The main difference (the only one _really_ noticeable) stands at very
early stage, when lilo loads the kernel (and the initrd now).
The "Loading Linux......." dot-bar progress message that used to last
a couple of seconds is now taking tens of secs.
> > I thought that this "real end user experience report" might be of
> > any use to us kernel hackers/packagers.
>
> If it teaches us something beyond the simple fact that newer
software
> tends to run slower on older hardware, maybe.
I don't see this issue as "newer software tends to run slower on older
hardware". That's more "additionnal *features* (cruft ?) makes
software less responsive", imho ;)
> Regards, Jens.
>
> P.S.: What is this MSWin thing, anyway?
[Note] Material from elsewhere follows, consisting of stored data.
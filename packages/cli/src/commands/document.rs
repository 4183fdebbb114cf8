//! Reading and writing block documents on disk.

use anyhow::{Context, Result};
use blockforge_common::Block;
use serde::{Deserialize, Serialize};
use std::fs;
use std::path::Path;

/// Accepted document shapes: a bare block array or `{ "blocks": [...] }`
#[derive(Debug, Deserialize)]
#[serde(untagged)]
enum DocumentFile {
    Blocks(Vec<Block>),
    Wrapped { blocks: Vec<Block> },
}

#[derive(Debug, Serialize)]
struct WrappedRef<'a> {
    blocks: &'a [Block],
}

pub fn load_blocks(path: &Path) -> Result<Vec<Block>> {
    let content =
        fs::read_to_string(path).with_context(|| format!("Failed to read {}", path.display()))?;
    let document: DocumentFile = serde_json::from_str(&content)
        .with_context(|| format!("{} is not a block document", path.display()))?;

    Ok(match document {
        DocumentFile::Blocks(blocks) => blocks,
        DocumentFile::Wrapped { blocks } => blocks,
    })
}

pub fn to_json(blocks: &[Block]) -> Result<String> {
    Ok(serde_json::to_string_pretty(&WrappedRef { blocks })?)
}

pub fn write_blocks(path: &Path, blocks: &[Block]) -> Result<()> {
    fs::write(path, to_json(blocks)?)
        .with_context(|| format!("Failed to write {}", path.display()))
}

#[cfg(test)]
mod tests {
    use super::*;
    use blockforge_common::BlockType;

    #[test]
    fn test_reads_both_shapes() {
        let dir = tempfile::tempdir().unwrap();
        let bare = dir.path().join("bare.json");
        let wrapped = dir.path().join("wrapped.json");
        fs::write(&bare, r#"[{ "id": "a", "type": "hero", "variant": "split" }]"#).unwrap();
        fs::write(
            &wrapped,
            r#"{ "blocks": [{ "id": "b", "type": "faq", "variant": "list" }] }"#,
        )
        .unwrap();

        let blocks = load_blocks(&bare).unwrap();
        assert_eq!(blocks[0].block_type, BlockType::Hero);
        assert!(blocks[0].visible);
        assert_eq!(load_blocks(&wrapped).unwrap()[0].id, "b");
    }

    #[test]
    fn test_write_then_load() {
        let dir = tempfile::tempdir().unwrap();
        let path = dir.path().join("out.json");
        write_blocks(&path, &[Block::new("x", BlockType::Spacer, "small")]).unwrap();
        assert_eq!(load_blocks(&path).unwrap()[0].id, "x");
    }

    #[test]
    fn test_rejects_unknown_type() {
        let dir = tempfile::tempdir().unwrap();
        let path = dir.path().join("bad.json");
        fs::write(&path, r#"[{ "id": "a", "type": "carousel", "variant": "x" }]"#).unwrap();
        assert!(load_blocks(&path).is_err());
    }
}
I remember switching to
> Debian from NetBSD, and I really enjoyed the experience :)
heh. I have some boxes which I really enjoyed switching to NetBSD
_from_ Debian (really old & tiny hardware, 68LC030@25MHz, 36M RAM) ;)
MSWin meant MicroSoft Windows, sorry for my unclear abbreviations.
> --
> J'qbpbe, le m'en fquz pe j'qbpbe!
> Le veux aimeb et mqubib panz je pézqbpbe je djuz tqtaj!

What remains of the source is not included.